[Items from a data source]
*** Block opens ***

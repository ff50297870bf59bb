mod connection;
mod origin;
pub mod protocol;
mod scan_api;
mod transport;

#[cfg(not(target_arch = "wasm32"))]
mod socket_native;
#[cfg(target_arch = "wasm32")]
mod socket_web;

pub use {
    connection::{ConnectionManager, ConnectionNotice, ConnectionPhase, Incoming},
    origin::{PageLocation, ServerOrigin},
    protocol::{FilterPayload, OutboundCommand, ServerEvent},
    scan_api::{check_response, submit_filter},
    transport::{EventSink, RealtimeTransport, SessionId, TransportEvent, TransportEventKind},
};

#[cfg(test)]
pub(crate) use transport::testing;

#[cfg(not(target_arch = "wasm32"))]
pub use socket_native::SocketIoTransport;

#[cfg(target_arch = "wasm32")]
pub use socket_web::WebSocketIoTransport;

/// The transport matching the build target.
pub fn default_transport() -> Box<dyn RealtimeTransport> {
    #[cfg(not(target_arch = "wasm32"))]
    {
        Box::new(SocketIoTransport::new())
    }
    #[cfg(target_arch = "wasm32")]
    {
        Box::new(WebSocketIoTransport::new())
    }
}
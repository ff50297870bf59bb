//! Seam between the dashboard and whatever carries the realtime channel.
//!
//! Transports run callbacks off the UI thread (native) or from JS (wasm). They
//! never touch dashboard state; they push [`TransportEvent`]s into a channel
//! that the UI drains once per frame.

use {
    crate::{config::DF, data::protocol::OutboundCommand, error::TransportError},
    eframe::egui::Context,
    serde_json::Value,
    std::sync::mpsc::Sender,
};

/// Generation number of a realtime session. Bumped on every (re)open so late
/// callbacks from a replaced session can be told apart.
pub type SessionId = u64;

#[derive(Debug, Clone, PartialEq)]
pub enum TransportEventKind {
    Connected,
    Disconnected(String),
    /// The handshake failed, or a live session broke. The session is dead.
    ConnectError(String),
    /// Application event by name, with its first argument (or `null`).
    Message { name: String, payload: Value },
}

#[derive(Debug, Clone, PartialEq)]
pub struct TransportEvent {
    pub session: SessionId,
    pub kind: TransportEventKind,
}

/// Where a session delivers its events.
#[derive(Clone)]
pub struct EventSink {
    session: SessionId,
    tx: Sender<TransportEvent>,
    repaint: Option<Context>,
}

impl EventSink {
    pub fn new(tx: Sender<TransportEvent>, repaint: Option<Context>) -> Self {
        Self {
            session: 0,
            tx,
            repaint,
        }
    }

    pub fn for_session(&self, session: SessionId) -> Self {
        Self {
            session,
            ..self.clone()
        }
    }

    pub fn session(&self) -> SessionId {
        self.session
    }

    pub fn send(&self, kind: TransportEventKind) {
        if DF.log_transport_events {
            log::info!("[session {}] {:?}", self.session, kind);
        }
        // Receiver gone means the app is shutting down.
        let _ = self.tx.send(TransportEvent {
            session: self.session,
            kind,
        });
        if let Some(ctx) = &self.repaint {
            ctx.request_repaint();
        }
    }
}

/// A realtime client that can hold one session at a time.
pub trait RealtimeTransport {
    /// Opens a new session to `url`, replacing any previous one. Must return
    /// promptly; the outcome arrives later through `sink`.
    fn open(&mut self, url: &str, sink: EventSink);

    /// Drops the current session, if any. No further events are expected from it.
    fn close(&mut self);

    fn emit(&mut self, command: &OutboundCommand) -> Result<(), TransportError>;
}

*** Block closes ***
*** Block opens ***

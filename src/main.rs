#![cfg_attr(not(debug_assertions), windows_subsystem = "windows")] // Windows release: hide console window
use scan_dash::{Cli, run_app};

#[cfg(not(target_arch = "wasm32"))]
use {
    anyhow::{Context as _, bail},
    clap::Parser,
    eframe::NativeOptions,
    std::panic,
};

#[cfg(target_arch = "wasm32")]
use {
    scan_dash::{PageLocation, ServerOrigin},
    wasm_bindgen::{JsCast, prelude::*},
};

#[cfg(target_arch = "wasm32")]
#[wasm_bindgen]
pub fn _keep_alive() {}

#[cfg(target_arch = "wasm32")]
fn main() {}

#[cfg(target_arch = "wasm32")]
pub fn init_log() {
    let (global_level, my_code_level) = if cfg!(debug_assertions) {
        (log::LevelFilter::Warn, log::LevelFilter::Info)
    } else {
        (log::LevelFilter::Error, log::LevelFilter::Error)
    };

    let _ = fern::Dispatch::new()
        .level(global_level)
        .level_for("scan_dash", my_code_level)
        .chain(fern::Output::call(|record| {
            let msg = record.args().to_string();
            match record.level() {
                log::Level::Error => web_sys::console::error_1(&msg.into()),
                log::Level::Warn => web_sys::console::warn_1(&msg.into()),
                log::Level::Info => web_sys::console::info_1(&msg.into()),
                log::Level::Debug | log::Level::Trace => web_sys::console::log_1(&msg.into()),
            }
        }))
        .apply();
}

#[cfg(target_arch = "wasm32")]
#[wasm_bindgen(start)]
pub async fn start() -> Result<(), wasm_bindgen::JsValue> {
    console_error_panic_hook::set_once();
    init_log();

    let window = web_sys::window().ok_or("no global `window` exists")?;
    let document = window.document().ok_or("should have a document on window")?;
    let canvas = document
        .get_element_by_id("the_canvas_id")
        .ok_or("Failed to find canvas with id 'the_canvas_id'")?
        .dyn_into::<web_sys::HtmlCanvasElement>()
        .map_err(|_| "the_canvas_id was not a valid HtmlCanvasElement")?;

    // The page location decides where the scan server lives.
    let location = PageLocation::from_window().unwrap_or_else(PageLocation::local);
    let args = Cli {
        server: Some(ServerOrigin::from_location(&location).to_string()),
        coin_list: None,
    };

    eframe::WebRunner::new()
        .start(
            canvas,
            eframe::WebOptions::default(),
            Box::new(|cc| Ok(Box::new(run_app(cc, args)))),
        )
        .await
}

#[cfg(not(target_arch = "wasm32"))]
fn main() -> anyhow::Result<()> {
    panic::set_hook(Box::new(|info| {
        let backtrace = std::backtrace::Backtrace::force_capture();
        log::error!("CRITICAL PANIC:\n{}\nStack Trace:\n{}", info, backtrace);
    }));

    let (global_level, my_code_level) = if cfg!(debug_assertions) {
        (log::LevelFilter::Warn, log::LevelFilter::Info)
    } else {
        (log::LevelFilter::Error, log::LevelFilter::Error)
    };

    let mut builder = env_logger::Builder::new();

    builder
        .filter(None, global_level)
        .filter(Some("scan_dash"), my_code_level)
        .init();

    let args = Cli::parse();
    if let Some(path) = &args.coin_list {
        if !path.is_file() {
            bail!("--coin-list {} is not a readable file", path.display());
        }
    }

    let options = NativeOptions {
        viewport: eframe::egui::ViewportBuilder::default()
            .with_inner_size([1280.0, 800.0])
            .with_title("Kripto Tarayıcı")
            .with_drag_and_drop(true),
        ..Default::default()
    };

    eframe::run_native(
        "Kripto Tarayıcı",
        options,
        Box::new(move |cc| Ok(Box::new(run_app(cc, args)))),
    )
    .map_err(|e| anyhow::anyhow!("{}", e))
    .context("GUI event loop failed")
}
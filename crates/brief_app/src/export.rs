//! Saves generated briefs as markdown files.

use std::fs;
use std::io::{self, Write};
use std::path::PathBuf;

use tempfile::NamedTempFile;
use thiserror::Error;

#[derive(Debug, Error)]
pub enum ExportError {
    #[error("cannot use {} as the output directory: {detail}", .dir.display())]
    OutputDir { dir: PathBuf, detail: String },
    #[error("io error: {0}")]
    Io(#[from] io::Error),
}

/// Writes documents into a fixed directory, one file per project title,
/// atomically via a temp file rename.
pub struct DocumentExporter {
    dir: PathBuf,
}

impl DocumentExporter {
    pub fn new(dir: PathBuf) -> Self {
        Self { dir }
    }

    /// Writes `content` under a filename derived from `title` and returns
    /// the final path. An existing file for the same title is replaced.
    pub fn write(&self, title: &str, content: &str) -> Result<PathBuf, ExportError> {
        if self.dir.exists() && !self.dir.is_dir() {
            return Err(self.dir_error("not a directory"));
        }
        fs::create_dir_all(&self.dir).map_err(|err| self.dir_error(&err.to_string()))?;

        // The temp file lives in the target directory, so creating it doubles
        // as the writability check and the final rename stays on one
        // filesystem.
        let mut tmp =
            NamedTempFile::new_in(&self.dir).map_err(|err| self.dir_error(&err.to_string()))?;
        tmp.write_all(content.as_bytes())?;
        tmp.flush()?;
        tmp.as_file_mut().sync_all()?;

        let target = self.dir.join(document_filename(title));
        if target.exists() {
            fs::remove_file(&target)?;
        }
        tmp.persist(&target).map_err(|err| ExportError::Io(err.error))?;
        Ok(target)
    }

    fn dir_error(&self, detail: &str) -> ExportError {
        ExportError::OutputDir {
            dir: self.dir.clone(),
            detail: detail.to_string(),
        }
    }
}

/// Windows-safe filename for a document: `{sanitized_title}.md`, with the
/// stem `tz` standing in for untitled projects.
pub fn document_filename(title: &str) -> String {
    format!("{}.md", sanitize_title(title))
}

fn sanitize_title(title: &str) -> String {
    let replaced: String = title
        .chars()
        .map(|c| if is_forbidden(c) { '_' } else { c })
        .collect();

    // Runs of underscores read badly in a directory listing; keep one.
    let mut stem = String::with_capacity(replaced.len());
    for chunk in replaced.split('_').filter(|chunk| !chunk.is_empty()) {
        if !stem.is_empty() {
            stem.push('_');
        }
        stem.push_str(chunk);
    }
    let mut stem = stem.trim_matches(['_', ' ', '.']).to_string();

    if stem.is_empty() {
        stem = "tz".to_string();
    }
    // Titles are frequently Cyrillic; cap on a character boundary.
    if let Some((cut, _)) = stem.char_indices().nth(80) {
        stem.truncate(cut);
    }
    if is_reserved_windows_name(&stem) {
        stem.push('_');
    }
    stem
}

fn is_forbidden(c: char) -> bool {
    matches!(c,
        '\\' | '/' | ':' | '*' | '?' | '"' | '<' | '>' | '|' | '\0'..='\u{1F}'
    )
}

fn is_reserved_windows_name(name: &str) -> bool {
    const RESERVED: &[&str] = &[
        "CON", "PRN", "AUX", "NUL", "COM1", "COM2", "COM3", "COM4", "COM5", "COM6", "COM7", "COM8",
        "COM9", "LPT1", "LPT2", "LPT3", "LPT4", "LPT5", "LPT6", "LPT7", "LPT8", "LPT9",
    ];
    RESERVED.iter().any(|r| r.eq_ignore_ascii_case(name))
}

*** Block closes ***

Return each full line of the entries that contains the word "TransportError".

### [Problem solution]
    crate::{config::DF, data::protocol::OutboundCommand, error::TransportError},
    fn emit(&mut self, command: &OutboundCommand) -> Result<(), TransportError>;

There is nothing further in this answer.